Shima Nazari Drives Innovation in Mobility with Expertise in Control Systems
With the advent of autonomous driving and constantly changing safety standards and emissions regulations, the vehicular world is quickly driving toward a brave new world. Shima Nazari, an assistant professor of mechanical and aerospace engineering at the University of California, Davis, who is steering projects like the electrification of big machinery and advanced decision-making for driverless cars, aims to map this uncharted territory.
From Giant Batteries to Game Theory
Working with the California Department of Transportation, or Caltrans, Nazari and her team are investigating how to electrify the department's fleets of work vehicles, like loaders, excavators and street sweepers.
These types of off-road vehicles have different needs than the light-duty, on-road vehicles most people drive. They are much larger, with huge, complex systems, and how they are used is drastically different from an everyday car.
"With a car, you drive it around an hour per day, but a loader is supposed to work eight hours per day and would need a fast-charging cycle," said Nazari. "So, how would the battery life be different in this system, how can we develop control systems that are aware of battery aging? These are the problems we are working on."
Those batteries also have to be charged somewhere. Cars can stop at charging stations out on the road, but on a building or construction site, heavy-duty machinery can't get to those sources. Nazari's team is looking into mobile chargers that can be moved from site to site; these table-sized batteries would be able to hold up to 500 kilowatt-hours of energy. (An average electric car has a battery size of 40 kilowatt-hours.)

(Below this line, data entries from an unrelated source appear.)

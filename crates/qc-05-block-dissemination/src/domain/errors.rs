//! # Domain Errors
//!
//! Error types for the Block Dissemination subsystem.

use thiserror::Error;

/// Block dissemination errors.
///
/// Every error is local to one dissemination call. None of them is retried
/// internally and none leaves state behind.
#[derive(Debug, Clone, PartialEq, Eq, Error)]
pub enum DisseminationError {
    /// Co-signature bitmap and sender committee disagree in length.
    #[error("B2 size and committee size are not identical: bitmap {bitmap}, committee {committee}")]
    SizeMismatch {
        /// Bitmap length
        bitmap: usize,
        /// Committee length
        committee: usize,
    },

    /// Message composer missing or unable to compose.
    #[error("Cannot compose message: {0}")]
    ComposeFailed(String),

    /// Filtered committee not larger than the lookup window.
    #[error("Committee too small for lookup window: committee {committee}, window {window}")]
    CommitteeTooSmall {
        /// Filtered committee size
        committee: usize,
        /// Configured lookup window size
        window: usize,
    },

    /// Filtered committee cannot be indexed with a u16.
    #[error("Committee too large: {size} members")]
    CommitteeTooLarge {
        /// Filtered committee size
        size: usize,
    },

    /// Configuration rejected.
    #[error("Configuration error: {0}")]
    InvalidConfig(String),
}
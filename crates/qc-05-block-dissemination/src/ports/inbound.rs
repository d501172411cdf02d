//! Inbound ports (API) for the Block Dissemination subsystem.

use crate::domain::{DisseminationConfig, DisseminationError, DisseminationReport};
use crate::service::{DisseminationHandlers, DisseminationRequest};

/// Primary API for block dissemination.
///
/// Called by the block-processing path once per finalized block, right after
/// consensus for that round completes.
pub trait BlockDisseminationApi: Send + Sync {
    /// Forward a finalized block according to the local node's duties.
    ///
    /// # Returns
    /// The decisions taken. A node with no duty this round gets a report
    /// with `participating == false`, not an error.
    fn disseminate(
        &self,
        request: DisseminationRequest<'_>,
        handlers: DisseminationHandlers<'_>,
    ) -> Result<DisseminationReport, DisseminationError>;

    /// Active configuration.
    fn config(&self) -> &DisseminationConfig;
}
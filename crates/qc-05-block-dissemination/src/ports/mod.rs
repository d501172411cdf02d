//! # Ports
//!
//! - **inbound**: API offered to the block-processing path
//! - **outbound**: capabilities the dissemination core calls out to

pub mod inbound;
pub mod outbound;
//! Transport-backed senders.
//!
//! Implements `LookupSender` and `ShardSender` by handing peer lists to a
//! `BroadcastTransport`.

use parking_lot::Mutex;
use shared_types::{public_key_hex, Peer};
use std::sync::Arc;
use tracing::{debug, info, warn};

use crate::domain::{
    message_digest_prefix, select_shard_recipients, DisseminationConfig, FanoutMode, LookupNode,
    Shard,
};
use crate::ports::outbound::{BroadcastTransport, LookupSender, ShardSender};

/// Sends to every lookup node with a single broadcast.
pub struct TransportLookupSender<T: BroadcastTransport> {
    transport: Arc<T>,
    lookup_node_mode: bool,
}

impl<T: BroadcastTransport> TransportLookupSender<T> {
    /// Create a new sender.
    pub fn new(transport: Arc<T>, config: &DisseminationConfig) -> Self {
        Self {
            transport,
            lookup_node_mode: config.lookup_node_mode,
        }
    }
}

impl<T: BroadcastTransport> LookupSender for TransportLookupSender<T> {
    fn send_to_lookups(&self, lookups: &[LookupNode], message: &[u8]) {
        if self.lookup_node_mode {
            warn!("[qc-05] send_to_lookups not expected to be called from a lookup node");
            return;
        }

        let peers: Vec<Peer> = lookups
            .iter()
            .map(|node| {
                info!("[qc-05] Sending msg to lookup node {}", node.peer);
                node.peer
            })
            .collect();

        self.transport.broadcast(&peers, message);
    }
}

/// Sends to shards `[lo, hi]` using the configured fan-out mode.
pub struct TransportShardSender<T: BroadcastTransport> {
    transport: Arc<T>,
    fanout_mode: FanoutMode,
    forwarded_receivers_per_shard: usize,
    lookup_node_mode: bool,
}

impl<T: BroadcastTransport> TransportShardSender<T> {
    /// Create a new sender.
    pub fn new(transport: Arc<T>, config: &DisseminationConfig) -> Self {
        Self {
            transport,
            fanout_mode: config.fanout_mode,
            forwarded_receivers_per_shard: config.forwarded_receivers_per_shard,
            lookup_node_mode: config.lookup_node_mode,
        }
    }
}

impl<T: BroadcastTransport> ShardSender for TransportShardSender<T> {
    fn send_to_shards(&self, message: &[u8], shards: &[Shard], lo: usize, hi: usize) {
        if self.lookup_node_mode {
            warn!("[qc-05] send_to_shards not expected to be called from a lookup node");
            return;
        }

        // Inverted or out-of-range assignments forward nothing
        if lo > hi || lo >= shards.len() {
            debug!(lo, hi, shards = shards.len(), "[qc-05] Empty shard range");
            return;
        }
        let hi = hi.min(shards.len() - 1);

        let digest = match self.fanout_mode {
            FanoutMode::Tree => Some(message_digest_prefix(message)),
            FanoutMode::Flood => None,
        };

        for (shard_index, shard) in shards[lo..=hi].iter().enumerate() {
            let recipients =
                select_shard_recipients(shard, self.fanout_mode, self.forwarded_receivers_per_shard);

            if let Some(digest) = &digest {
                info!(
                    shard = lo + shard_index,
                    "[qc-05] Sending message with hash: [{}] to {} of {} shard peers",
                    digest,
                    recipients.len(),
                    shard.len()
                );
            }
            for member in shard.iter().take(recipients.len()) {
                debug!(
                    "[qc-05] PubKey: {} Peer: {}",
                    public_key_hex(&member.public_key),
                    member.peer
                );
            }

            self.transport.broadcast(&recipients, message);
        }
    }
}

/// In-memory transport that records every broadcast.
///
/// Useful for tests and dry runs.
#[derive(Default)]
pub struct RecordingTransport {
    sent: Mutex<Vec<(Vec<Peer>, Vec<u8>)>>,
}

impl RecordingTransport {
    /// Create an empty transport.
    pub fn new() -> Self {
        Self::default()
    }

    /// All broadcasts so far, in call order.
    pub fn broadcasts(&self) -> Vec<(Vec<Peer>, Vec<u8>)> {
        self.sent.lock().clone()
    }

    /// Number of broadcasts so far.
    pub fn len(&self) -> usize {
        self.sent.lock().len()
    }

    /// True if nothing was broadcast.
    pub fn is_empty(&self) -> bool {
        self.sent.lock().is_empty()
    }

    /// Forget recorded broadcasts.
    pub fn clear(&self) {
        self.sent.lock().clear();
    }
}

impl BroadcastTransport for RecordingTransport {
    fn broadcast(&self, peers: &[Peer], message: &[u8]) {
        self.sent.lock().push((peers.to_vec(), message.to_vec()));
    }
}

#[cfg(test)]
mod tests {
    use super::*;
    use crate::domain::ShardMember;
    use std::net::{IpAddr, Ipv4Addr};

    fn peer(a: u8, b: u8) -> Peer {
        Peer::new(IpAddr::V4(Ipv4Addr::new(10, 0, a, b)), 5000)
    }

    fn shards(count: u8, size: u8) -> Vec<Shard> {
        (0..count)
            .map(|s| {
                (0..size)
                    .map(|m| ShardMember::new([m; 32], peer(s, m), 0))
                    .collect()
            })
            .collect()
    }

    fn tree_config() -> DisseminationConfig {
        DisseminationConfig {
            fanout_mode: FanoutMode::Tree,
            forwarded_receivers_per_shard: 2,
            ..Default::default()
        }
    }

    #[test]
    fn test_lookup_sender_single_broadcast() {
        let transport = Arc::new(RecordingTransport::new());
        let sender = TransportLookupSender::new(transport.clone(), &DisseminationConfig::default());
        let lookups = vec![
            LookupNode::new([1u8; 32], peer(9, 1)),
            LookupNode::new([2u8; 32], peer(9, 2)),
        ];

        sender.send_to_lookups(&lookups, b"block");

        let sent = transport.broadcasts();
        assert_eq!(sent.len(), 1);
        assert_eq!(sent[0].0, vec![peer(9, 1), peer(9, 2)]);
        assert_eq!(sent[0].1, b"block".to_vec());
    }

    #[test]
    fn test_shard_sender_flood() {
        let transport = Arc::new(RecordingTransport::new());
        let sender = TransportShardSender::new(transport.clone(), &DisseminationConfig::default());
        let shard_list = shards(5, 4);

        sender.send_to_shards(b"block", &shard_list, 1, 3);

        let sent = transport.broadcasts();
        assert_eq!(sent.len(), 3);
        for (i, (peers, _)) in sent.iter().enumerate() {
            let expected: Vec<Peer> = shard_list[1 + i].iter().map(|m| m.peer).collect();
            assert_eq!(*peers, expected);
        }
    }

    #[test]
    fn test_shard_sender_tree_prefix() {
        let transport = Arc::new(RecordingTransport::new());
        let sender = TransportShardSender::new(transport.clone(), &tree_config());
        let shard_list = shards(3, 5);

        sender.send_to_shards(b"block", &shard_list, 0, 2);

        let sent = transport.broadcasts();
        assert_eq!(sent.len(), 3);
        assert_eq!(sent[2].0, vec![peer(2, 0), peer(2, 1)]);
    }

    #[test]
    fn test_shard_sender_empty_shard_still_broadcasts_once() {
        let transport = Arc::new(RecordingTransport::new());
        let sender = TransportShardSender::new(transport.clone(), &tree_config());
        let shard_list: Vec<Shard> = vec![Vec::new()];

        sender.send_to_shards(b"block", &shard_list, 0, 0);

        assert_eq!(transport.len(), 1);
        assert!(transport.broadcasts()[0].0.is_empty());
    }

    #[test]
    fn test_shard_sender_inverted_range() {
        let transport = Arc::new(RecordingTransport::new());
        let sender = TransportShardSender::new(transport.clone(), &DisseminationConfig::default());
        let shard_list = shards(5, 2);

        sender.send_to_shards(b"block", &shard_list, 6, 4);
        sender.send_to_shards(b"block", &shard_list, 5, 7);

        assert!(transport.is_empty());
    }

    #[test]
    fn test_shard_sender_refuses_in_lookup_mode() {
        let transport = Arc::new(RecordingTransport::new());
        let config = DisseminationConfig {
            lookup_node_mode: true,
            ..Default::default()
        };
        let sender = TransportShardSender::new(transport.clone(), &config);

        sender.send_to_shards(b"block", &shards(2, 2), 0, 1);

        assert!(transport.is_empty());
    }

    #[test]
    fn test_lookup_sender_refuses_in_lookup_mode() {
        let transport = Arc::new(RecordingTransport::new());
        let config = DisseminationConfig {
            lookup_node_mode: true,
            ..Default::default()
        };
        let sender = TransportLookupSender::new(transport.clone(), &config);

        sender.send_to_lookups(&[LookupNode::new([1u8; 32], peer(9, 1))], b"block");

        assert!(transport.is_empty());
    }

    #[test]
    fn test_recording_transport_clear() {
        let transport = RecordingTransport::new();
        transport.broadcast(&[peer(0, 1)], b"x");
        assert_eq!(transport.len(), 1);
        transport.clear();
        assert!(transport.is_empty());
    }
}
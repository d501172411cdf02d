//! # Shared Types Crate
//!
//! Primitive identifiers used across the dissemination subsystem and the
//! components that call it (consensus, transport).
//!
//! ## Design Principles
//!
//! - **Single Source of Truth**: hashes, keys and peer addresses are defined
//!   once here.
//! - **No behaviour**: only construction, comparison and display helpers.

pub mod entities;

pub use entities::*;
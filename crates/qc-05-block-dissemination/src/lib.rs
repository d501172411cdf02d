//! # Block Dissemination Subsystem (qc-05)
//!
//! Forwards a finalized block from the consensus committee to the lookup
//! nodes and to every shard, without every committee member contacting every
//! recipient.
//!
//! ## Architecture Role
//!
//! ```text
//! [Consensus] ──finalized block + B2 bitmap──→ [Block Dissemination (5)]
//!                                                    │
//!                          ┌─────────────────────────┴──────────┐
//!                          ↓ window of TX_SHARING nodes         ↓ cluster i → shards [lo, hi]
//!                   [Lookup nodes]                       [Shard members]
//! ```
//!
//! ## Forwarding Duty
//!
//! Only committee members that co-signed the block (bit set in the B2
//! bitmap) take part. Among those:
//!
//! - a contiguous window, positioned by the block hash, sends to lookups;
//! - the committee is cut into clusters, each cluster owns a slice of shards.
//!
//! Every honest node computes the same assignment from the same inputs.

pub mod adapters;
pub mod domain;
pub mod ports;
pub mod service;

pub use adapters::{RecordingTransport, TransportLookupSender, TransportShardSender};
pub use domain::*;
pub use ports::inbound::BlockDisseminationApi;
pub use ports::outbound::{
    BroadcastTransport, CoSignedBlock, ComposeError, LookupSender, MessageComposer, ShardSender,
};
pub use service::{DisseminationHandlers, DisseminationRequest, DisseminationService};
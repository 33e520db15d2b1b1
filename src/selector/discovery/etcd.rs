//! etcd v3 discovery backend

use async_trait::async_trait;
use etcd_client::{Client, GetOptions, WatchOptions};

use super::Discovery;
use crate::error::DiscoveryError;
use crate::selector::endpoint::{Endpoint, parse_registration};

/// Endpoints registered as keys under a prefix, `<base>/<network@address>`,
/// with URL-encoded metadata as the value.
pub struct EtcdDiscovery {
    client: Client,
    prefix: String,
}

impl EtcdDiscovery {
    pub async fn connect(addresses: Vec<String>, base_path: &str) -> Result<Self, DiscoveryError> {
        let client = Client::connect(addresses, None)
            .await
            .map_err(|e| DiscoveryError::Connect(e.to_string()))?;

        Ok(Self {
            client,
            prefix: registration_prefix(base_path),
        })
    }
}

/// Base path with exactly one trailing slash
pub(crate) fn registration_prefix(base_path: &str) -> String {
    format!("{}/", base_path.trim_end_matches('/'))
}

#[async_trait]
impl Discovery for EtcdDiscovery {
    async fn list_endpoints(&self) -> Result<Vec<Endpoint>, DiscoveryError> {
        let mut client = self.client.clone();
        let resp = client
            .get(self.prefix.clone(), Some(GetOptions::new().with_prefix()))
            .await
            .map_err(|e| DiscoveryError::Backend(e.to_string()))?;

        let mut endpoints = Vec::new();
        for kv in resp.kvs() {
            let key = String::from_utf8_lossy(kv.key());
            let value = String::from_utf8_lossy(kv.value());
            match parse_registration(&key, &value) {
                Ok(Some(endpoint)) => endpoints.push(endpoint),
                Ok(None) => {}
                Err(e) => tracing::debug!(error = %e, "Skipping etcd key"),
            }
        }

        Ok(endpoints)
    }

    async fn watch(&self) -> Result<(), DiscoveryError> {
        let mut client = self.client.clone();
        let (_watcher, mut stream) = client
            .watch(self.prefix.clone(), Some(WatchOptions::new().with_prefix()))
            .await
            .map_err(|e| DiscoveryError::Backend(e.to_string()))?;

        match stream.message().await {
            Ok(Some(_)) => Ok(()),
            Ok(None) => Err(DiscoveryError::Backend("etcd watch stream closed".to_string())),
            Err(e) => Err(DiscoveryError::Backend(e.to_string())),
        }
    }
}
//! Admin response models

use serde::Serialize;

use crate::client::PoolStats;
use crate::selector::EndpointState;

/// Health check response
#[derive(Debug, Serialize)]
pub struct HealthResponse {
    pub status: String,
    pub timestamp: chrono::DateTime<chrono::Utc>,
    pub selector: String,
    pub pool: PoolStats,
}

/// Current endpoint set and blacklist state
#[derive(Debug, Serialize)]
pub struct EndpointsResponse {
    pub selector: String,
    pub endpoints: Vec<EndpointState>,
}
//! Shared fixtures: in-process framed backends and a running gateway

#![allow(dead_code)]

use bytes::Bytes;
use std::net::SocketAddr;
use std::sync::Arc;
use std::sync::atomic::{AtomicUsize, Ordering};
use std::time::Duration;
use tokio::net::TcpListener;
use tokio::task::JoinHandle;
use tonic::transport::Channel;
use wire_gateway::codec::ServerCodec;
use wire_gateway::gateway::proto::gateway::v1::gateway_client::GatewayClient;
use wire_gateway::{Endpoint, Gateway, GatewayConfig, StopHandle};

/// Handler deciding a backend's reply to `(method, body)`
pub type Handler = Arc<dyn Fn(&str, Bytes) -> Result<Bytes, String> + Send + Sync>;

/// A framed backend listening on localhost
pub struct Backend {
    pub addr: SocketAddr,
    pub served: Arc<AtomicUsize>,
    task: JoinHandle<()>,
}

impl Backend {
    pub async fn spawn(handler: Handler) -> Self {
        Self::spawn_with_delay(handler, Duration::ZERO).await
    }

    /// Backend that sleeps before answering each request
    pub async fn spawn_with_delay(handler: Handler, delay: Duration) -> Self {
        let listener = TcpListener::bind("127.0.0.1:0").await.unwrap();
        let addr = listener.local_addr().unwrap();
        let served = Arc::new(AtomicUsize::new(0));
        let counter = served.clone();

        let task = tokio::spawn(async move {
            while let Ok((stream, _)) = listener.accept().await {
                let handler = handler.clone();
                let counter = counter.clone();
                tokio::spawn(async move {
                    let codec = ServerCodec::new(stream);
                    while let Ok(header) = codec.read_request_header().await {
                        let mut body = Bytes::new();
                        if codec.read_request_body(Some(&mut body)).await.is_err() {
                            break;
                        }
                        counter.fetch_add(1, Ordering::SeqCst);
                        if !delay.is_zero() {
                            tokio::time::sleep(delay).await;
                        }
                        let written = match handler(&header.method, body) {
                            Ok(reply) => {
                                codec
                                    .write_response(&header.method, header.seq, None, &reply)
                                    .await
                            }
                            Err(message) => {
                                codec
                                    .write_response(&header.method, header.seq, Some(&message), &[])
                                    .await
                            }
                        };
                        if written.is_err() {
                            break;
                        }
                    }
                });
            }
        });

        Self { addr, served, task }
    }

    pub fn endpoint(&self) -> Endpoint {
        Endpoint::tcp(self.addr.to_string())
    }

    pub fn served(&self) -> usize {
        self.served.load(Ordering::SeqCst)
    }
}

impl Drop for Backend {
    fn drop(&mut self) {
        self.task.abort();
    }
}

/// Replies with the body unchanged
pub fn echo() -> Handler {
    Arc::new(|_, body| Ok(body))
}

/// Replies with the body length as one byte, then the body
pub fn echo_with_length() -> Handler {
    Arc::new(|_, body| {
        let mut reply = Vec::with_capacity(body.len() + 1);
        reply.push(body.len() as u8);
        reply.extend_from_slice(&body);
        Ok(Bytes::from(reply))
    })
}

/// Always fails with `message`
pub fn failing(message: &'static str) -> Handler {
    Arc::new(move |_, _| Err(message.to_string()))
}

/// An address nothing listens on
pub async fn dead_addr() -> SocketAddr {
    TcpListener::bind("127.0.0.1:0")
        .await
        .unwrap()
        .local_addr()
        .unwrap()
}

/// Gateway config bound to an ephemeral port
pub fn gateway_config(kind: &str, opts: &[String]) -> GatewayConfig {
    let mut config = GatewayConfig {
        listen_addr: "127.0.0.1:0".to_string(),
        ..Default::default()
    };
    config.registry.kind = kind.to_string();
    config.registry.opts = opts.to_vec();
    config.client.connect_timeout_ms = 1_000;
    config.client.call_timeout_ms = 2_000;
    config
}

/// A gateway serving in the background
pub struct RunningGateway {
    pub addr: SocketAddr,
    pub stop: StopHandle,
    pub task: JoinHandle<wire_gateway::GatewayResult<()>>,
}

impl RunningGateway {
    pub async fn start(gateway: Gateway) -> Self {
        let addr = gateway.local_addr().unwrap();
        let stop = gateway.stop_handle();
        let task = tokio::spawn(gateway.serve());
        Self { addr, stop, task }
    }

    pub async fn from_config(config: &GatewayConfig) -> Self {
        Self::start(Gateway::bind(config).await.unwrap()).await
    }

    pub async fn client(&self) -> GatewayClient<Channel> {
        // Server task may not be accepting yet
        for _ in 0..50 {
            if let Ok(client) = GatewayClient::connect(format!("http://{}", self.addr)).await {
                return client;
            }
            tokio::time::sleep(Duration::from_millis(20)).await;
        }
        panic!("gateway at {} never accepted connections", self.addr);
    }
}
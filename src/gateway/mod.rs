//! gRPC front door
//!
//! Accepts `gateway.v1.Gateway/Call` and hands the opaque payload to the
//! internal client untouched. The reply bytes come back the same way.

pub mod server;
pub mod service;

pub use server::{Gateway, StopHandle};
pub use service::GatewayService;

// Include generated proto code
pub mod proto {
    pub mod gateway {
        pub mod v1 {
            include!(concat!(env!("OUT_DIR"), "/gateway.v1.rs"));
        }
    }
}
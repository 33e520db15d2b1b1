//! Smooth weighted round robin with a time-bounded blacklist

use dashmap::DashMap;
use serde::Serialize;
use std::sync::{Arc, Mutex, MutexGuard, PoisonError};
use std::time::Duration;
use tokio::time::Instant;

use super::endpoint::Endpoint;

/// Endpoint plus its current eligibility, for inspection
#[derive(Debug, Clone, PartialEq, Serialize)]
pub struct EndpointState {
    #[serde(flatten)]
    pub endpoint: Endpoint,
    pub blacklisted: bool,
    /// Time left until the endpoint is eligible again
    pub blacklist_remaining_ms: Option<u64>,
}

struct Cursor {
    snapshot: Arc<[Endpoint]>,
    current: Vec<i64>,
}

impl Cursor {
    fn new(endpoints: Vec<Endpoint>) -> Self {
        let current = vec![0; endpoints.len()];
        Self {
            snapshot: endpoints.into(),
            current,
        }
    }
}

/// Weighted round robin over a replaceable endpoint snapshot.
///
/// Each pick adds every eligible endpoint's weight to its running weight and
/// takes the largest, first in snapshot order on ties; the winner then gives
/// back the total. Over `W` picks each endpoint is chosen exactly `w_i`
/// times, spread out rather than in bursts.
pub struct WeightedSelector {
    cursor: Mutex<Cursor>,
    // endpoint key -> instant the endpoint becomes eligible again
    blacklist: DashMap<String, Instant>,
    blacklist_duration: Duration,
}

impl WeightedSelector {
    pub fn new(endpoints: Vec<Endpoint>, blacklist_duration: Duration) -> Self {
        Self {
            cursor: Mutex::new(Cursor::new(endpoints)),
            blacklist: DashMap::new(),
            blacklist_duration,
        }
    }

    fn lock(&self) -> MutexGuard<'_, Cursor> {
        self.cursor.lock().unwrap_or_else(PoisonError::into_inner)
    }

    /// Publish a new endpoint set, replacing the old one as a whole
    pub fn replace(&self, endpoints: Vec<Endpoint>) {
        let keys: Vec<String> = endpoints.iter().map(Endpoint::key).collect();
        *self.lock() = Cursor::new(endpoints);

        // Forget failures of endpoints that are gone
        self.blacklist.retain(|key, _| keys.contains(key));
    }

    /// Current snapshot
    pub fn snapshot(&self) -> Arc<[Endpoint]> {
        self.lock().snapshot.clone()
    }

    pub fn blacklist_duration(&self) -> Duration {
        self.blacklist_duration
    }

    /// Pick the next eligible endpoint
    pub fn next(&self) -> Option<Endpoint> {
        let now = Instant::now();
        let mut guard = self.lock();
        let Cursor { snapshot, current } = &mut *guard;

        let mut total = 0i64;
        let mut best: Option<usize> = None;
        for (i, endpoint) in snapshot.iter().enumerate() {
            if self.is_blacklisted_at(&endpoint.key(), now) {
                continue;
            }
            let weight = i64::from(endpoint.effective_weight());
            current[i] += weight;
            total += weight;
            if best.is_none_or(|b| current[i] > current[b]) {
                best = Some(i);
            }
        }

        let best = best?;
        current[best] -= total;
        Some(snapshot[best].clone())
    }

    /// Exclude `endpoint` from selection for the blacklist duration
    pub fn mark_failed(&self, endpoint: &Endpoint) {
        let until = Instant::now() + self.blacklist_duration;
        self.blacklist.insert(endpoint.key(), until);

        tracing::warn!(
            endpoint = %endpoint,
            blacklist_secs = self.blacklist_duration.as_secs_f64(),
            "Endpoint blacklisted"
        );
        crate::metrics::record_endpoint_blacklisted(&endpoint.key());
    }

    pub fn is_blacklisted(&self, endpoint: &Endpoint) -> bool {
        self.is_blacklisted_at(&endpoint.key(), Instant::now())
    }

    fn is_blacklisted_at(&self, key: &str, now: Instant) -> bool {
        // Expired entries are dropped lazily
        self.blacklist.remove_if(key, |_, until| now >= *until);
        self.blacklist.contains_key(key)
    }

    /// Snapshot with blacklist state
    pub fn states(&self) -> Vec<EndpointState> {
        let now = Instant::now();
        self.snapshot()
            .iter()
            .map(|endpoint| {
                let remaining = self
                    .blacklist
                    .get(&endpoint.key())
                    .map(|until| *until)
                    .filter(|until| *until > now)
                    .map(|until| until.duration_since(now));

                EndpointState {
                    endpoint: endpoint.clone(),
                    blacklisted: remaining.is_some(),
                    blacklist_remaining_ms: remaining.map(|d| d.as_millis() as u64),
                }
            })
            .collect()
    }
}
//! Wire Gateway - gRPC front door for framed internal RPC services
//!
//! Accepts `Call(name, data)` over gRPC and forwards the payload bytes,
//! untouched, to services speaking a length-prefixed binary protocol.
//! Endpoints come from a fixed address, a static weighted list, or a
//! discovery backend (ZooKeeper, etcd v3, Consul).

pub mod admin;
pub mod client;
pub mod codec;
pub mod config;
pub mod error;
pub mod gateway;
pub mod metrics;
pub mod selector;

pub use client::{ClientOptions, InternalClient};
pub use config::GatewayConfig;
pub use error::{CodecError, DiscoveryError, GatewayError, GatewayResult};
pub use gateway::{Gateway, StopHandle};
pub use selector::{Endpoint, EndpointSelector, Selector, SelectorConfig};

Elsewhere, Nazari's team is using data-driven methods and game theory to find efficient decision-making solutions for when an autonomous vehicle, or AV, has to interact with a human driver, which, mathematically, is a difficult problem to solve.
"When you are making a decision in a static environment where everything is stationary, you simply need to see where the obstacle is versus your possible paths and design the best one," said Nazari. "But when you are dealing with another intelligent agent in an environment where you have conflicting goals, every action you take will cause a reaction from them. You have to find the best actions to optimize your objectives, regardless of the other driver's free action."
Current methods for this type of decision-making depend on heavy computations and are useful for simple systems with a few agents. With the complex nonlinear dynamics of AVs, however, the problem becomes more complicated, and the existing solution methods are no longer useful.
Going Off the Beaten Path
From a young age, Nazari showed an interest in machines. Her parents, she says, were keen on her going into medicine, but she was more interested in how aircraft and cars work.
"I grew up in the Middle East in a traditional family," she said. "Before me, there were no female engineers, so I think they didn't know what the role of a female engineer would be or what type of job would be appropriate for a girl."
Nazari pursued an emphasis in math in high school and attended the Sharif University of Technology for her bachelor's and master's degrees in mechanical engineering, focusing on dynamic modeling and energy conversion in jet engines to be used in control system development.
At the University of Michigan, she earned a second master's degree in electrical engineering and a Ph.D. in mechanical engineering. Her research focused on powertrain control and energy management for hybrid electric vehicles, showing that while human-driven hybrid electric cars require large motors to recover the energy from aggressive braking, future autonomous hybrid vehicles could benefit from small electric motors because of their extended reaction times.
Working the System
Specializing in control systems today is quite a bit more involved today than it would have been 50 years ago. Back then, cars were simpler. Now, standard functions like power windows and airbag deployment, as well as features like automatic emergency braking, powertrain and adaptive cruise control, require thousands of lines of code.
"The lines of code that are in the different electronic control units of [a typical] car are more than a jet fighter," said Nazari. "In a high-end luxury car, the lines of code are larger than the Facebook platform."
For Nazari, though, finding solutions to these problems in vehicle control systems and finding ways for vehicles to reach their full potential — from finding a path to electrifying big machinery to better decision-making for safer and more efficient AVs — is the most exciting part of the job.
"Control systems are really my thing," she said. "It has all the components of mechanical engineering — thinking about how different parts of the system have to work together to get the best outcome, the best efficiency, the best performance — and it is all about math, which I love the most."